The current house was built in 1930 on the location of the original house. It is a basic American Four-Square structure with Craftsman influences on the front porch. It is capped with a Prairie-style low pitch roof with low profile dormers on the south and west sides, and wide eaves. The two-story square structure is clad in wood lap siding. The house is built on a limestone foundation that is faced with brick on the exterior. In addition to the front porch there is also a side porch, a rear service entrance, and a small projecting window bay off the dining room. The house was built by Will Ehlers, who was also responsible for similar houses in the area.

The farm building were built along the east side of the farmstead. They were all painted red with white trim until around 1940 when they were all painted white.

The oldest farm building is the hog house built in 1928. The 28 by 48 ft structure includes a holding pen, pasture, and exercise area. The building features a gambrel roof with two rows of eight skylights on both sides, two ventilators on the roof peak and a large sliding door on the west side.

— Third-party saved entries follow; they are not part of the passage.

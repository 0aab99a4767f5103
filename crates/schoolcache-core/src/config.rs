//! Application configuration management.
//!
//! This module handles loading and saving the application configuration:
//! backend URL, request timeout, cache TTL and storage capacity.
//!
//! Configuration is stored at `~/.config/schoolcache/config.json`.
//! `SCHOOLCACHE_API_BASE_URL` and `SCHOOLCACHE_TIMEOUT_MS` override the
//! file when set.

use std::path::{Path, PathBuf};
use std::time::Duration;

use anyhow::{Context, Result};
use serde::{Deserialize, Serialize};
use tracing::{debug, warn};

use crate::api::client::{DEFAULT_BASE_URL, DEFAULT_TIMEOUT_MS};
use crate::api::ApiClient;
use crate::cache::{CacheManager, DEFAULT_TTL_MS};
use crate::chat::DEFAULT_REPLY_DELAY_MS;
use crate::store::{FileStore, DEFAULT_CAPACITY_BYTES};

/// Application name used for config/storage directory paths
const APP_NAME: &str = "schoolcache";

/// Config file name
const CONFIG_FILE: &str = "config.json";

/// Durable store file name
const STORAGE_FILE: &str = "storage.json";

pub const ENV_BASE_URL: &str = "SCHOOLCACHE_API_BASE_URL";
pub const ENV_TIMEOUT_MS: &str = "SCHOOLCACHE_TIMEOUT_MS";

#[derive(Debug, Clone, PartialEq, Serialize, Deserialize)]
#[serde(default)]
pub struct Config {
    pub api_base_url: String,
    pub request_timeout_ms: u64,
    pub cache_ttl_ms: i64,
    pub store_capacity_bytes: usize,
    pub chat_reply_delay_ms: u64,
    /// Write a daily log file here in addition to stderr
    pub log_dir: Option<PathBuf>,
}

impl Default for Config {
    fn default() -> Self {
        Self {
            api_base_url: DEFAULT_BASE_URL.to_string(),
            request_timeout_ms: DEFAULT_TIMEOUT_MS,
            cache_ttl_ms: DEFAULT_TTL_MS,
            store_capacity_bytes: DEFAULT_CAPACITY_BYTES,
            chat_reply_delay_ms: DEFAULT_REPLY_DELAY_MS,
            log_dir: None,
        }
    }
}

impl Config {
    /// Load from the default location, then apply environment overrides
    pub fn load() -> Result<Self> {
        let mut config = Self::load_from(&Self::config_path()?)?;
        config.apply_overrides(|name| std::env::var(name).ok());
        Ok(config)
    }

    pub fn load_from(path: &Path) -> Result<Self> {
        if path.exists() {
            let contents = std::fs::read_to_string(path)
                .with_context(|| format!("Failed to read config file: {}", path.display()))?;
            serde_json::from_str(&contents)
                .with_context(|| format!("Failed to parse config file: {}", path.display()))
        } else {
            debug!(path = %path.display(), "No config file, using defaults");
            Ok(Self::default())
        }
    }

    pub fn save(&self) -> Result<()> {
        self.save_to(&Self::config_path()?)
    }

    pub fn save_to(&self, path: &Path) -> Result<()> {
        if let Some(parent) = path.parent() {
            std::fs::create_dir_all(parent)?;
        }
        let contents = serde_json::to_string_pretty(self)?;
        std::fs::write(path, contents)?;
        Ok(())
    }

    /// Apply overrides from `lookup` (normally the process environment).
    /// Unparseable values are ignored with a warning.
    pub fn apply_overrides<F>(&mut self, lookup: F)
    where
        F: Fn(&str) -> Option<String>,
    {
        if let Some(url) = lookup(ENV_BASE_URL).filter(|v| !v.trim().is_empty()) {
            self.api_base_url = url.trim().to_string();
        }
        if let Some(raw) = lookup(ENV_TIMEOUT_MS) {
            match raw.trim().parse::<u64>() {
                Ok(ms) if ms > 0 => self.request_timeout_ms = ms,
                _ => warn!(value = %raw, "Ignoring invalid {}", ENV_TIMEOUT_MS),
            }
        }
    }

    pub fn config_path() -> Result<PathBuf> {
        let config_dir = dirs::config_dir()
            .ok_or_else(|| anyhow::anyhow!("Could not find config directory"))?;
        Ok(config_dir.join(APP_NAME).join(CONFIG_FILE))
    }

    pub fn storage_path(&self) -> Result<PathBuf> {
        let cache_dir = dirs::cache_dir()
            .ok_or_else(|| anyhow::anyhow!("Could not find cache directory"))?;
        Ok(cache_dir.join(APP_NAME).join(STORAGE_FILE))
    }

    pub fn request_timeout(&self) -> Duration {
        Duration::from_millis(self.request_timeout_ms)
    }

    pub fn chat_reply_delay(&self) -> Duration {
        Duration::from_millis(self.chat_reply_delay_ms)
    }

    /// Build a client whose cache lives in the store file at `storage_path`
    pub fn build_client_at(&self, storage_path: &Path) -> Result<ApiClient> {
        let store = FileStore::open_with_capacity(storage_path, self.store_capacity_bytes)
            .with_context(|| format!("Failed to open storage: {}", storage_path.display()))?;
        let cache = CacheManager::new(store).with_ttl(self.cache_ttl_ms);
        ApiClient::new(&self.api_base_url, self.request_timeout(), cache)
            .context("Failed to create API client")
    }

    pub fn build_client(&self) -> Result<ApiClient> {
        self.build_client_at(&self.storage_path()?)
    }
}

#[cfg(test)]
mod tests {
    use super::*;

    #[test]
    fn test_defaults() {
        let config = Config::default();
        assert_eq!(config.api_base_url, "http://localhost:8000");
        assert_eq!(config.request_timeout(), Duration::from_secs(10));
        assert_eq!(config.cache_ttl_ms, 300_000);
    }

    #[test]
    fn test_partial_file_fills_defaults() {
        let dir = tempfile::tempdir().unwrap();
        let path = dir.path().join("config.json");
        std::fs::write(&path, r#"{"api_base_url": "http://school.local"}"#).unwrap();

        let config = Config::load_from(&path).unwrap();
        assert_eq!(config.api_base_url, "http://school.local");
        assert_eq!(config.request_timeout_ms, DEFAULT_TIMEOUT_MS);
    }

    #[test]
    fn test_save_roundtrip_and_missing_file() {
        let dir = tempfile::tempdir().unwrap();
        let path = dir.path().join("nested").join("config.json");
        assert_eq!(Config::load_from(&path).unwrap(), Config::default());

        let config = Config {
            chat_reply_delay_ms: 10,
            ..Default::default()
        };
        config.save_to(&path).unwrap();
        assert_eq!(Config::load_from(&path).unwrap(), config);
    }

    #[test]
    fn test_overrides() {
        let mut config = Config::default();
        config.apply_overrides(|name| match name {
            ENV_BASE_URL => Some("http://api.school.test ".to_string()),
            ENV_TIMEOUT_MS => Some("2500".to_string()),
            _ => None,
        });
        assert_eq!(config.api_base_url, "http://api.school.test");
        assert_eq!(config.request_timeout_ms, 2500);

        config.apply_overrides(|name| (name == ENV_TIMEOUT_MS).then(|| "soon".to_string()));
        assert_eq!(config.request_timeout_ms, 2500);
    }

    #[test]
    fn test_build_client_uses_storage_file() {
        let dir = tempfile::tempdir().unwrap();
        let path = dir.path().join("storage.json");
        let client = Config::default().build_client_at(&path).unwrap();
        client.cache().save("GET_/get_events", &serde_json::json!([])).unwrap();
        assert!(path.exists());
    }
}
//! Data models for the school-management API.
//!
//! This module contains the typed views of the backend's JSON bodies:
//!
//! - `StudentProfile`, `NewStudent`: student records
//! - `ScoreEntry`, `FormattedScore`: marks and the per-sitting pivot
//! - `AttendanceEntry`, `AttendanceSummary`: daily attendance
//! - `Event`, `NewEvent`: calendar events
//!
//! The backend returns ids as numbers in some places and strings in others;
//! all ids are exposed as strings.

pub mod attendance;
pub mod event;
pub mod score;
pub mod student;

use serde::{Deserialize, Deserializer};

pub use attendance::{AttendanceEntry, AttendanceResponse, AttendanceStatus, AttendanceSummary, NewAttendance};
pub use event::{Event, EventsResponse, NewEvent};
pub use score::{FormattedScore, ScoreEntry, ScoresResponse, TestType};
pub use student::{AddStudentResponse, Gender, NewStudent, StudentProfile, StudentsResponse};

/// Acknowledgement body returned by write endpoints
#[derive(Debug, Clone, Default, Deserialize)]
#[serde(default)]
pub struct MessageResponse {
    pub message: String,
}

#[derive(Deserialize)]
#[serde(untagged)]
enum RawId {
    Text(String),
    Int(i64),
    Float(f64),
}

impl From<RawId> for String {
    fn from(raw: RawId) -> Self {
        match raw {
            RawId::Text(s) => s,
            RawId::Int(n) => n.to_string(),
            RawId::Float(f) => f.to_string(),
        }
    }
}

pub(crate) fn string_or_number<'de, D>(deserializer: D) -> Result<String, D::Error>
where
    D: Deserializer<'de>,
{
    RawId::deserialize(deserializer).map(String::from)
}

pub(crate) fn opt_string_or_number<'de, D>(deserializer: D) -> Result<Option<String>, D::Error>
where
    D: Deserializer<'de>,
{
    Option::<RawId>::deserialize(deserializer).map(|raw| raw.map(String::from))
}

The barn is 74 ft south of the hog house. The 38 by 60 ft structure was built by Will Ehlers in 1937. It also has a gambrel roof with two dormers on the south side and a ventilator at the roof peak. The frame structure is built on a concrete foundation, the exterior walls are covered with vertical tongue-and-groove fir. The interior's ground level has a central passage. The horse stalls and calf pen were located on the north side and dairy cow stalls were the south. The upper level originally had two 10 by 18 ft grain bins on one end, but it was later converted into a single loft that was used for hay storage. Like the hog building, it also has its own has holding pen, pasture, and exercise area.

To the south and east of the barn is a cattle "loafing" shed. The 24 by 60 ft structure was built in 1943 of wood-frame construction. It features an off-center gable roof and a sliding door on the west side, and has four open bays that face south on the interior.
Hi
The final major farm building is a double corn crib, built in 1941. It was constructed by L. P. Huetter, a contractor from Calamus, Iowa. The 30 by 50 ft structure is of wood construction. It is composed of a 5,000-bushel grain bin between two 4,000-bushel cribs. It is capped with a gambrel roof and a gambrel roof cupola that houses elevator machinery that lifts ear corn and grain and directs them into the cribs. The floor of the building is composed of concrete and the walls are beveled pine boards, or cribbing, that are spaced to allow for ventilation.